Ce n’est ni en cherchant à agir ensemble dans le but de transformer la nature ni en partageant de simples contenus de conscience abstraits que les vivants humains sont entrés dans un nouveau régime d’individuation, par-delà l’individuation vitale. Le transindividuel apparaît ainsi comme ce qui fait communiquer non pas l’individu et la société, mais une relation intérieure a l’individu (cette tension, ce déphasage qui le caractérise) et une relation extérieure à l’individu (celle qui définit le collectif) comme nous allons à présent l’expliquer." (p.66)
"Le fait d’être passionné par l’histoire de la philosophie, par exemple, entraîne pour un individu de partager cet affect avec un ensemble d’autres personnes – qu’il ne connaît pas forcément – ; cet affect appartient à la fois à chaque individualité, mais il traverse en même temps ces individualités pour constituer une forme de communauté affective, de groupe d’intériorité. Dans l’in-group, les individus sont reliées entre eux par la zone de préindividualité qu’ils portent en eux-mêmes, c’est-à-dire par leur potentiel de devenir (devenir « historien de la philosophie » par exemple). Dans un groupe d’intériorité, un autre individu est ainsi rencontré comme véritable « sujet ». Pour Simondon, le sujet se définit comme un individu présentant une part individué (ce qu’il est, ce que son histoire l’a fait être) et une part préindividuelle (qui maintient cet individu en devenir, en transformation, en genèse).
Simondon donne ainsi l’exemple des groupes fondés sur des croyances partagées. Au groupe d’intériorité il faut alors opposer les groupes d’extériorité – out-groups – c’est-à-dire les groupes qui ne partagent pas cette croyance et la relation de participation affectivo-émotive qui la caractérise. Pour le croyant, l’ensemble des personnes qui présentent des croyances différentes ne sont pas rencontrées comme des sujets à part entière, mais plutôt comme des êtres individués dont la réalité se résume aux rôles sociaux qu’ils incarnent. En ce sens, tout groupe d’intériorité apparaît comme un groupe d’extériorité pour un autre groupe d’intériorité.
Cependant, il ne faut pas voir l’in-group comme un groupe fermé sur lui-même. Au contraire, il est un pouvoir d’ouverture de l’individu de groupe à ce qui n’est pas lui. L’in-group est une démarche qui anime dans un individu quelque chose qui le dépasse (que ce soit une croyance, une langue, un art ou n’importe quel autre trait culturel). L’individu ne se contente pas d’adhérer à des contenus figés, il est au contraire une mise en commun des charges préindividuelles de chacun, intensifiant le désir d’établir avec celui qui n’appartient pas au groupe d’intériorité, à celle qui n’adhère pas aux mêmes affects, une relation reposant sur la découverte de significations partageables, et donc universalisables.

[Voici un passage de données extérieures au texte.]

//! Trade analytics error types

use chrono::{DateTime, Utc};
use thiserror::Error;

/// Errors raised while aggregating one item's trade history
///
/// Every variant is local to a single item run, the service keeps
/// processing the remaining selections.
#[derive(Debug, Clone, PartialEq, Eq, Error)]
pub enum AggregationError {
    /// Item is not present in the trade log
    #[error("Unknown item: {item}")]
    UnknownItem { item: String },

    /// A timestamp group sums to zero units, weighted average is undefined
    #[error("Zero total quantity for {item} at {time}")]
    ZeroQuantity { item: String, time: DateTime<Utc> },

    /// Rolling window must hold at least one value
    #[error("Invalid rolling window: {window}")]
    InvalidWindow { window: usize },

    /// Worker task running the item died before reporting
    #[error("Aggregation task for {item} failed: {reason}")]
    TaskFailed { item: String, reason: String },
}

/// Errors raised while loading a trade log
#[derive(Debug, Error)]
pub enum LoadError {
    /// Trade log file could not be opened
    #[error("Failed to open trade log {path}: {source}")]
    Io {
        path: String,
        #[source]
        source: std::io::Error,
    },

    /// CSV framing error
    #[error("CSV error: {0}")]
    Csv(#[from] csv::Error),

    /// Header row lacks a required column
    #[error("Missing column: {column}")]
    MissingColumn { column: &'static str },

    /// A data row could not be coerced into a trade record
    #[error("Invalid row {row}: {reason}")]
    InvalidRow { row: u64, reason: String },
}
//! Rolling smoothing for charted series

use crate::error::AggregationError;
use std::collections::VecDeque;

/// Fixed-size trailing window using VecDeque for FIFO eviction
#[derive(Debug, Clone)]
pub struct RollingWindow {
    window: VecDeque<f64>,
    capacity: usize,
}

impl RollingWindow {
    /// Create new rolling window with fixed capacity
    pub fn new(capacity: usize) -> Result<Self, AggregationError> {
        if capacity == 0 {
            return Err(AggregationError::InvalidWindow { window: capacity });
        }

        Ok(Self {
            window: VecDeque::with_capacity(capacity),
            capacity,
        })
    }

    /// Push a value, evicting the oldest once at capacity
    pub fn add(&mut self, value: f64) {
        if self.window.len() >= self.capacity {
            self.window.pop_front();
        }
        self.window.push_back(value);
    }

    /// Mean of the window, `None` until it holds `capacity` values
    ///
    /// Summed fresh on every call so a window of one returns the value
    /// unchanged and no drift accumulates.
    #[must_use]
    #[allow(clippy::cast_precision_loss)]
    pub fn mean(&self) -> Option<f64> {
        if !self.is_full() {
            return None;
        }
        Some(self.window.iter().sum::<f64>() / self.window.len() as f64)
    }

    /// Check if the window holds `capacity` values
    #[must_use]
    pub fn is_full(&self) -> bool {
        self.window.len() == self.capacity
    }

    /// Get current window size
    #[must_use]
    pub fn len(&self) -> usize {
        self.window.len()
    }

    /// Check if window is empty
    #[must_use]
    pub fn is_empty(&self) -> bool {
        self.window.is_empty()
    }

    /// Clear the window
    pub fn clear(&mut self) {
        self.window.clear();
    }
}

/// Trailing rolling mean of `values`
///
/// The first `window - 1` points are undefined. A window of 1 returns the
/// input unchanged.
pub fn rolling_mean(values: &[f64], window: usize) -> Result<Vec<Option<f64>>, AggregationError> {
    let mut rolling = RollingWindow::new(window)?;

    Ok(values
        .iter()
        .map(|&value| {
            rolling.add(value);
            rolling.mean()
        })
        .collect())
}
//! Trade Analytics Service
//!
//! Turns a marketplace trade log into per-item sale history series:
//! - Exact-timestamp aggregation of sale records
//! - Cumulative volume, cumulative trade count and amount per trade
//! - Rolling unitary price
//! - Dual-axis chart descriptions and CSV/JSON reports

pub mod aggregators;
pub mod chart;
pub mod config;
pub mod error;
pub mod loader;
pub mod report;

use anyhow::{Context, Result};
use rustc_hash::FxHashSet;
use std::sync::Arc;
use tracing::{info, warn};

pub use aggregators::{AggregatedObservation, aggregate_item, rolling_mean, weighted_average};
pub use chart::ItemChart;
pub use config::AnalyticsConfig;
pub use error::{AggregationError, LoadError};
pub use loader::{LoaderOptions, TradeLog};

/// Charted series for one item
#[derive(Debug, Clone, PartialEq)]
pub struct ItemAnalysis {
    /// Item name
    pub item: String,
    /// Aggregated observations in time order
    pub observations: Vec<AggregatedObservation>,
    /// Rolling mean of `unitary_price`, aligned with `observations`
    pub rolling_unitary_price: Vec<Option<f64>>,
    /// Figure description
    pub chart: ItemChart,
}

impl ItemAnalysis {
    /// Run the pipeline and smoothing for `item`
    pub fn compute(log: &TradeLog, item: &str, window: usize) -> Result<Self, AggregationError> {
        let observations = aggregate_item(log, item)?;
        let unitary_prices: Vec<f64> = observations.iter().map(|o| o.unitary_price).collect();
        let rolling_unitary_price = rolling_mean(&unitary_prices, window)?;
        let chart = ItemChart::from_observations(item, &observations, &rolling_unitary_price);

        Ok(Self {
            item: item.to_string(),
            observations,
            rolling_unitary_price,
            chart,
        })
    }
}

/// Outcome of one selected item
#[derive(Debug, Clone, PartialEq)]
pub struct ItemReport {
    /// Selected item name
    pub item: String,
    /// Series or the reason the item could not be charted
    pub outcome: Result<ItemAnalysis, AggregationError>,
}

impl ItemReport {
    /// Check if the item produced a series
    #[must_use]
    pub const fn is_ok(&self) -> bool {
        self.outcome.is_ok()
    }
}

/// Trade analytics service over one immutable trade log
#[derive(Debug, Clone)]
pub struct TradeAnalyticsService {
    /// Shared read-only trade log
    log: Arc<TradeLog>,
    /// Rolling window over unitary price
    price_rolling_window: usize,
}

impl TradeAnalyticsService {
    /// Create new service over an already loaded log
    #[must_use]
    pub fn new(log: TradeLog, config: &AnalyticsConfig) -> Self {
        Self {
            log: Arc::new(log),
            price_rolling_window: config.price_rolling_window,
        }
    }

    /// Create new service loading the trade log named in `config`
    pub fn from_config(config: &AnalyticsConfig) -> Result<Self> {
        config.validate()?;
        let log = TradeLog::from_path(&config.input_path, config.loader_options())
            .with_context(|| format!("Failed to load {}", config.input_path.display()))?;
        Ok(Self::new(log, config))
    }

    /// Rolling window applied to unitary price
    #[must_use]
    pub const fn price_rolling_window(&self) -> usize {
        self.price_rolling_window
    }

    /// Item names that can be selected, sorted
    #[must_use]
    pub fn available_items(&self) -> Vec<String> {
        self.log.items()
    }

    /// Analyze a single item on the calling thread
    pub fn analyze_item(&self, item: &str) -> Result<ItemAnalysis, AggregationError> {
        ItemAnalysis::compute(&self.log, item, self.price_rolling_window)
    }

    /// Analyze every selected item, one blocking task per item
    ///
    /// Reports come back in selection order with duplicates dropped. A
    /// failing item never affects the others.
    pub async fn analyze(&self, items: &[String]) -> Vec<ItemReport> {
        let mut seen = FxHashSet::default();
        let mut tasks = Vec::with_capacity(items.len());

        for item in items {
            if !seen.insert(item.as_str()) {
                continue;
            }

            let log = Arc::clone(&self.log);
            let window = self.price_rolling_window;
            let task_item = item.clone();
            let handle = tokio::task::spawn_blocking(move || {
                ItemAnalysis::compute(&log, &task_item, window)
            });
            tasks.push((item.clone(), handle));
        }

        let mut reports = Vec::with_capacity(tasks.len());
        for (item, handle) in tasks {
            let outcome = match handle.await {
                Ok(outcome) => outcome,
                Err(e) => Err(AggregationError::TaskFailed {
                    item: item.clone(),
                    reason: e.to_string(),
                }),
            };

            match &outcome {
                Ok(analysis) => info!(
                    "Analyzed {}: {} observations",
                    item,
                    analysis.observations.len()
                ),
                Err(e) => warn!("Skipping {}: {}", item, e),
            }
            reports.push(ItemReport { item, outcome });
        }

        reports
    }
}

Ce qui circule dans un groupe d’intériorité et qui est de l’ordre du transindividuel n’a rien à avoir avec un sentiment d’appartenance." (pp.67-68)
"Le groupe d’intériorité peut également se dilater jusqu’à inclure toute la sphère du vivant. Simondon donne l’exemple de François d’Assise pour qui le groupe de participation affectivo-émotive est coextensif à la fois à l’ensemble de l’humanité, mais également à l’ensemble des animaux. Entre ces deux cas extrêmes, il existe toute une possibilité de groupes de taille plus ou moins grande. Le « transindividuel » ne désigne donc pas le social dans toute son extension, mais le groupe concerné par l’individuation considérée (sauf dans le cas extrême illustré par François d’Assise où le transindividuel et le social se confondent)." (p.69)

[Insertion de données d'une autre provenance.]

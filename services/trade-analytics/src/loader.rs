//! Trade log loader
//!
//! Reads the marketplace trade log CSV and coerces every row into a
//! [`TradeRecord`]. The first column is the timestamp index whatever its
//! header says; the remaining columns are matched by name and unknown
//! columns are ignored.

use crate::error::LoadError;
use chrono::{DateTime, NaiveDate, NaiveDateTime, Utc};
use common::{ActivityType, TradeRecord};
use serde::Deserialize;
use std::collections::BTreeSet;
use std::fs::File;
use std::io;
use std::path::Path;
use tracing::{debug, info, warn};

/// Columns that must be present besides the timestamp index
pub const REQUIRED_COLUMNS: [&str; 7] = [
    "item",
    "activityType",
    "seller",
    "buyer",
    "price",
    "quantity",
    "unitary_price",
];

const TIME_COLUMN: &str = "time";
/// Stand-in name for a `time` column shadowed by the index
const SHADOWED_TIME_COLUMN: &str = "time (shadowed)";
const MAX_LOGGED_ROW_ERRORS: usize = 10;

/// Naive layouts are interpreted as UTC
const NAIVE_DATETIME_FORMATS: [&str; 2] = ["%Y-%m-%d %H:%M:%S%.f", "%Y-%m-%dT%H:%M:%S%.f"];
const OFFSET_DATETIME_FORMAT: &str = "%Y-%m-%d %H:%M:%S%.f%:z";
const DATE_FORMAT: &str = "%Y-%m-%d";

/// Loader behaviour switches
#[derive(Debug, Clone, Copy, Default)]
pub struct LoaderOptions {
    /// Skip rows that fail coercion instead of rejecting the whole file
    pub skip_malformed_rows: bool,
}

/// Row as it appears in the file, before type coercion
#[derive(Debug, Deserialize)]
struct RawTradeRow {
    time: String,
    item: String,
    #[serde(rename = "activityType")]
    activity_type: String,
    seller: String,
    buyer: String,
    price: String,
    quantity: String,
    unitary_price: String,
}

impl RawTradeRow {
    fn into_record(self, row: u64) -> Result<TradeRecord, LoadError> {
        let invalid = |reason: String| LoadError::InvalidRow { row, reason };

        let time = parse_timestamp(&self.time)
            .ok_or_else(|| invalid(format!("unrecognised timestamp {:?}", self.time)))?;
        let price = parse_amount("price", &self.price).map_err(invalid)?;
        let quantity = parse_quantity(&self.quantity).map_err(invalid)?;
        let unitary_price = parse_amount("unitary_price", &self.unitary_price).map_err(invalid)?;

        if quantity == 0 {
            debug!("Row {} of {} carries zero quantity", row, self.item);
        }

        Ok(TradeRecord {
            time,
            item: self.item,
            activity_type: ActivityType::from(self.activity_type),
            seller: self.seller,
            buyer: self.buyer,
            price,
            quantity,
            unitary_price,
        })
    }
}

/// Time-ordered marketplace trade log
#[derive(Debug, Clone, Default)]
pub struct TradeLog {
    records: Vec<TradeRecord>,
}

impl TradeLog {
    /// Build a log from already-typed records, ordering them by time
    ///
    /// The sort is stable, records sharing a timestamp keep their input order.
    #[must_use]
    pub fn new(mut records: Vec<TradeRecord>) -> Self {
        records.sort_by_key(|record| record.time);
        Self { records }
    }

    /// Load a trade log CSV from disk
    pub fn from_path(path: impl AsRef<Path>, options: LoaderOptions) -> Result<Self, LoadError> {
        let path = path.as_ref();
        let file = File::open(path).map_err(|source| LoadError::Io {
            path: path.display().to_string(),
            source,
        })?;

        let log = Self::from_reader(file, options)?;
        info!(
            "Loaded {} trade records ({} items) from {}",
            log.len(),
            log.items().len(),
            path.display()
        );
        Ok(log)
    }

    /// Load a trade log CSV from any reader
    pub fn from_reader<R: io::Read>(reader: R, options: LoaderOptions) -> Result<Self, LoadError> {
        let mut reader = csv::ReaderBuilder::new()
            .trim(csv::Trim::All)
            .from_reader(reader);
        let headers = normalize_headers(reader.headers()?)?;

        let mut records = Vec::new();
        let mut skipped = 0usize;

        for (index, row) in reader.records().enumerate() {
            let row_number = index as u64 + 1;
            let parsed = row.map_err(LoadError::from).and_then(|row| {
                row.deserialize::<RawTradeRow>(Some(&headers))
                    .map_err(|e| LoadError::InvalidRow {
                        row: row_number,
                        reason: e.to_string(),
                    })
                    .and_then(|raw| raw.into_record(row_number))
            });

            match parsed {
                Ok(record) => records.push(record),
                Err(e) if options.skip_malformed_rows => {
                    skipped += 1;
                    if skipped <= MAX_LOGGED_ROW_ERRORS {
                        warn!("Skipping malformed trade row: {}", e);
                    }
                }
                Err(e) => return Err(e),
            }
        }

        if skipped > 0 {
            warn!("Skipped {} malformed trade rows", skipped);
        }

        Ok(Self::new(records))
    }

    /// All records in time order
    #[must_use]
    pub fn records(&self) -> &[TradeRecord] {
        &self.records
    }

    /// Number of records
    #[must_use]
    pub fn len(&self) -> usize {
        self.records.len()
    }

    /// Check if the log holds no records
    #[must_use]
    pub fn is_empty(&self) -> bool {
        self.records.is_empty()
    }

    /// Distinct item names, sorted
    #[must_use]
    pub fn items(&self) -> Vec<String> {
        self.records
            .iter()
            .map(|record| record.item.as_str())
            .collect::<BTreeSet<_>>()
            .into_iter()
            .map(str::to_string)
            .collect()
    }

    /// Check if any record, sale or not, names `item`
    #[must_use]
    pub fn contains_item(&self, item: &str) -> bool {
        self.records.iter().any(|record| record.item == item)
    }

    /// Sale records for `item`, in time order
    pub fn sales_of<'a>(&'a self, item: &'a str) -> impl Iterator<Item = &'a TradeRecord> {
        self.records.iter().filter(move |record| record.is_sale_of(item))
    }
}

/// Rename the index column to `time` and check the required columns exist
///
/// A later column already named `time` is renamed out of the way so the
/// index wins.
fn normalize_headers(headers: &csv::StringRecord) -> Result<csv::StringRecord, LoadError> {
    if headers.is_empty() {
        return Err(LoadError::MissingColumn {
            column: TIME_COLUMN,
        });
    }

    let mut normalized = csv::StringRecord::new();
    normalized.push_field(TIME_COLUMN);
    for field in headers.iter().skip(1) {
        if field == TIME_COLUMN {
            debug!("Ignoring `time` column in favour of the index column");
            normalized.push_field(SHADOWED_TIME_COLUMN);
        } else {
            normalized.push_field(field);
        }
    }

    for column in REQUIRED_COLUMNS {
        if !normalized.iter().skip(1).any(|field| field == column) {
            return Err(LoadError::MissingColumn { column });
        }
    }

    Ok(normalized)
}

/// Parse a trade timestamp
///
/// Accepts RFC 3339, `YYYY-MM-DD HH:MM:SS[.fff][+HH:MM]`, the `T`-separated
/// naive form and bare dates.
#[must_use]
pub fn parse_timestamp(value: &str) -> Option<DateTime<Utc>> {
    if let Ok(ts) = DateTime::parse_from_rfc3339(value) {
        return Some(ts.with_timezone(&Utc));
    }
    if let Ok(ts) = DateTime::parse_from_str(value, OFFSET_DATETIME_FORMAT) {
        return Some(ts.with_timezone(&Utc));
    }
    for format in NAIVE_DATETIME_FORMATS {
        if let Ok(naive) = NaiveDateTime::parse_from_str(value, format) {
            return Some(naive.and_utc());
        }
    }
    NaiveDate::parse_from_str(value, DATE_FORMAT)
        .ok()
        .and_then(|date| date.and_hms_opt(0, 0, 0))
        .map(|naive| naive.and_utc())
}

/// Coerce a quantity cell to whole units
///
/// Integral decimal text such as `"3.0"` is accepted, `"3.7"` is an error.
pub fn parse_quantity(value: &str) -> Result<u64, String> {
    if let Ok(quantity) = value.parse::<u64>() {
        return Ok(quantity);
    }

    let quantity: f64 = value
        .parse()
        .map_err(|_| format!("quantity is not numeric: {value:?}"))?;
    if !quantity.is_finite() || quantity < 0.0 {
        return Err(format!("quantity must be a non-negative number: {value}"));
    }
    if quantity.fract() != 0.0 {
        return Err(format!("quantity must be a whole number: {value}"));
    }

    #[allow(clippy::cast_possible_truncation, clippy::cast_sign_loss)]
    Ok(quantity as u64)
}

fn parse_amount(column: &str, value: &str) -> Result<f64, String> {
    let amount: f64 = value
        .parse()
        .map_err(|_| format!("{column} is not numeric: {value:?}"))?;
    if !amount.is_finite() || amount < 0.0 {
        return Err(format!("{column} must be a non-negative number: {value}"));
    }
    Ok(amount)
}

"Lorsque l’autre n’est plus rencontré depuis sa simple fonction ou rôle social, il peut devenir ce qui me met en question." (p.70)

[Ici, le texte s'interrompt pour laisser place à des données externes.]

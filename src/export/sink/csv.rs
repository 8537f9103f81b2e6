//! CSV sink for export operations
//!
//! Writes formatted rows under the fixed report header. Values are escaped
//! first, then encoded field by field, so the file can be produced directly
//! in Shift_JIS.

use std::path::{Path, PathBuf};

use async_trait::async_trait;
use tokio::fs::File;
use tokio::io::{AsyncWriteExt, BufWriter};
use tracing::debug;

use crate::error::{Result, SinkError};
use crate::export::format::{FormattedRow, HEADERS};

use super::encoding::FieldEncoder;
use super::{create_writer, validate_path, RecordSink};

/// Sink writing rows to a CSV file.
pub struct CsvSink {
    /// Buffered file writer
    writer: BufWriter<File>,
    /// Path to the output file
    path: PathBuf,
    /// Encoder applied to every field
    encoder: FieldEncoder,
    /// Number of rows written
    written: usize,
}

impl CsvSink {
    /// Create the output file and write the header row.
    ///
    /// The header goes out immediately, so even an export that turns out to
    /// hold no data leaves a well-formed file behind.
    ///
    /// # Arguments
    /// * `path` - Output file path
    /// * `encoder` - Field encoder for the target charset
    ///
    /// # Returns
    /// * `Result<Self>` - New sink or error
    pub async fn create(path: &Path, encoder: FieldEncoder) -> Result<Self> {
        validate_path(path)?;
        let writer = create_writer(path).await?;

        debug!("Created CSV sink for: {}", path.display());

        let mut sink = Self {
            writer,
            path: path.to_path_buf(),
            encoder,
            written: 0,
        };

        let headers: Vec<String> = HEADERS.iter().map(|h| h.to_string()).collect();
        sink.write_record(&headers).await?;
        sink.flush().await?;

        Ok(sink)
    }

    /// Write one CSV record, escaping and encoding each field.
    async fn write_record(&mut self, fields: &[String]) -> Result<()> {
        let mut line: Vec<u8> = Vec::new();
        for (i, value) in fields.iter().enumerate() {
            if i > 0 {
                line.push(b',');
            }
            let escaped = escape_csv_value(value);
            let encoded = self.encoder.encode(&escaped, HEADERS[i])?;
            line.extend_from_slice(&encoded);
        }
        line.push(b'\n');

        self.writer
            .write_all(&line)
            .await
            .map_err(|e| SinkError::WriteFailed(e.to_string()))?;

        Ok(())
    }

    async fn flush(&mut self) -> Result<()> {
        self.writer
            .flush()
            .await
            .map_err(|e| SinkError::WriteFailed(e.to_string()))?;
        Ok(())
    }
}

/// Escape a CSV value if necessary.
fn escape_csv_value(value: &str) -> String {
    if value.contains(',') || value.contains('"') || value.contains('\n') || value.contains('\r') {
        // Wrap in quotes and escape internal quotes by doubling them
        format!("\"{}\"", value.replace('"', "\"\""))
    } else {
        value.to_string()
    }
}

#[async_trait]
impl RecordSink for CsvSink {
    async fn write(&mut self, rows: &[FormattedRow]) -> Result<usize> {
        for row in rows {
            let fields = row.fields();
            self.write_record(&fields).await?;
        }

        // A page must be on disk before the next fetch starts.
        self.flush().await?;

        self.written += rows.len();
        debug!("Wrote {} rows to CSV (total: {})", rows.len(), self.written);

        Ok(rows.len())
    }

    async fn finalize(&mut self) -> Result<()> {
        self.flush().await?;

        debug!(
            "Finalized CSV file: {} ({} rows)",
            self.path.display(),
            self.written
        );
        Ok(())
    }

    async fn file_size(&self) -> Result<u64> {
        let metadata = tokio::fs::metadata(&self.path).await?;
        Ok(metadata.len())
    }
}

#[cfg(test)]
mod tests {
    use super::*;
    use crate::export::sink::encoding::{OutputEncoding, UnmappablePolicy};

    fn utf8_encoder() -> FieldEncoder {
        FieldEncoder::new(OutputEncoding::Utf8, UnmappablePolicy::Substitute)
    }

    fn sample_row() -> FormattedRow {
        FormattedRow {
            date: "2022-06-01".to_string(),
            datetime: "2022-06-01 15:30:00".to_string(),
            hostname: "www.example.jp".to_string(),
            pageview: 3,
            page_location: "/".to_string(),
            source_medium: "google / organic".to_string(),
            previous_page_path: "(entrance)".to_string(),
        }
    }

    #[tokio::test]
    async fn test_header_written_on_create() {
        let dir = tempfile::tempdir().unwrap();
        let path = dir.path().join("out.csv");

        let mut sink = CsvSink::create(&path, utf8_encoder()).await.unwrap();
        sink.finalize().await.unwrap();

        let content = tokio::fs::read_to_string(&path).await.unwrap();
        assert_eq!(
            content,
            "date,datetime,hostname,pageview,page_location,source_medium,previous_page_path\n"
        );
    }

    #[tokio::test]
    async fn test_write_rows() {
        let dir = tempfile::tempdir().unwrap();
        let path = dir.path().join("out.csv");

        let mut sink = CsvSink::create(&path, utf8_encoder()).await.unwrap();
        let written = sink.write(&[sample_row()]).await.unwrap();
        assert_eq!(written, 1);
        sink.finalize().await.unwrap();

        let content = tokio::fs::read_to_string(&path).await.unwrap();
        let lines: Vec<&str> = content.lines().collect();
        assert_eq!(lines.len(), 2);
        assert_eq!(
            lines[1],
            "2022-06-01,2022-06-01 15:30:00,www.example.jp,3,/,google / organic,(entrance)"
        );
    }

    #[tokio::test]
    async fn test_value_with_comma_is_quoted() {
        let dir = tempfile::tempdir().unwrap();
        let path = dir.path().join("out.csv");

        let mut sink = CsvSink::create(&path, utf8_encoder()).await.unwrap();
        let mut row = sample_row();
        row.source_medium = "partner, referral".to_string();
        sink.write(&[row]).await.unwrap();
        sink.finalize().await.unwrap();

        let content = tokio::fs::read_to_string(&path).await.unwrap();
        assert!(content.contains("\"partner, referral\""));
    }

    #[tokio::test]
    async fn test_shift_jis_bytes_in_output() {
        let dir = tempfile::tempdir().unwrap();
        let path = dir.path().join("out.csv");

        let encoder = FieldEncoder::new(OutputEncoding::ShiftJis, UnmappablePolicy::Substitute);
        let mut sink = CsvSink::create(&path, encoder).await.unwrap();
        let mut row = sample_row();
        row.page_location = "/東京".to_string();
        sink.write(&[row]).await.unwrap();
        sink.finalize().await.unwrap();

        let bytes = tokio::fs::read(&path).await.unwrap();
        let expected = [b'/', 0x93, 0x8C, 0x8B, 0x9E];
        assert!(bytes.windows(expected.len()).any(|window| window == expected));
    }

    #[tokio::test]
    async fn test_unencodable_value_aborts_when_strict() {
        let dir = tempfile::tempdir().unwrap();
        let path = dir.path().join("out.csv");

        let encoder = FieldEncoder::new(OutputEncoding::ShiftJis, UnmappablePolicy::Fail);
        let mut sink = CsvSink::create(&path, encoder).await.unwrap();
        let mut row = sample_row();
        row.page_location = "/€".to_string();

        assert!(sink.write(&[row]).await.is_err());
    }

    #[tokio::test]
    async fn test_missing_directory_is_rejected() {
        let dir = tempfile::tempdir().unwrap();
        let path = dir.path().join("absent").join("out.csv");

        assert!(CsvSink::create(&path, utf8_encoder()).await.is_err());
    }

    #[tokio::test]
    async fn test_file_size() {
        let dir = tempfile::tempdir().unwrap();
        let path = dir.path().join("out.csv");

        let mut sink = CsvSink::create(&path, utf8_encoder()).await.unwrap();
        sink.write(&[sample_row()]).await.unwrap();
        sink.finalize().await.unwrap();

        let size = sink.file_size().await.unwrap();
        assert!(size > 0);
    }

    #[test]
    fn test_escape_csv_value() {
        assert_eq!(escape_csv_value("simple"), "simple");
        assert_eq!(escape_csv_value("with,comma"), "\"with,comma\"");
        assert_eq!(escape_csv_value("with\"quote"), "\"with\"\"quote\"");
        assert_eq!(escape_csv_value("with\nnewline"), "\"with\nnewline\"");
    }
}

"Un sujet se présente finalement comme un système polyphasé présentant trois phases : une phase préindividuelle, une phase individuée et une phase transindividuelle qui le met en relation d’individuation avec d’autres sujets. Le transindividuel est, en fin de compte, le nom du préindividuel en tant qu’il est mis en commun. C’est donc précisément en tant que les individus assument cette présence en eux d’une nature dépourvue de structuration individuée que ceux-ci peuvent être dits sujets. Plus encore, un sujet n’existe en tant que tel que s’il est en tension vers le collectif, que s’il assume son incapacité à résoudre seul le problème qu’il est pour lui-même. Le sujet est par conséquent l’épreuve d’un préindividuel à même de devenir transindividuel dès lors qu’il se trouve associé à des réalités instructurées du même ordre portées par d’autres individus." (p.71)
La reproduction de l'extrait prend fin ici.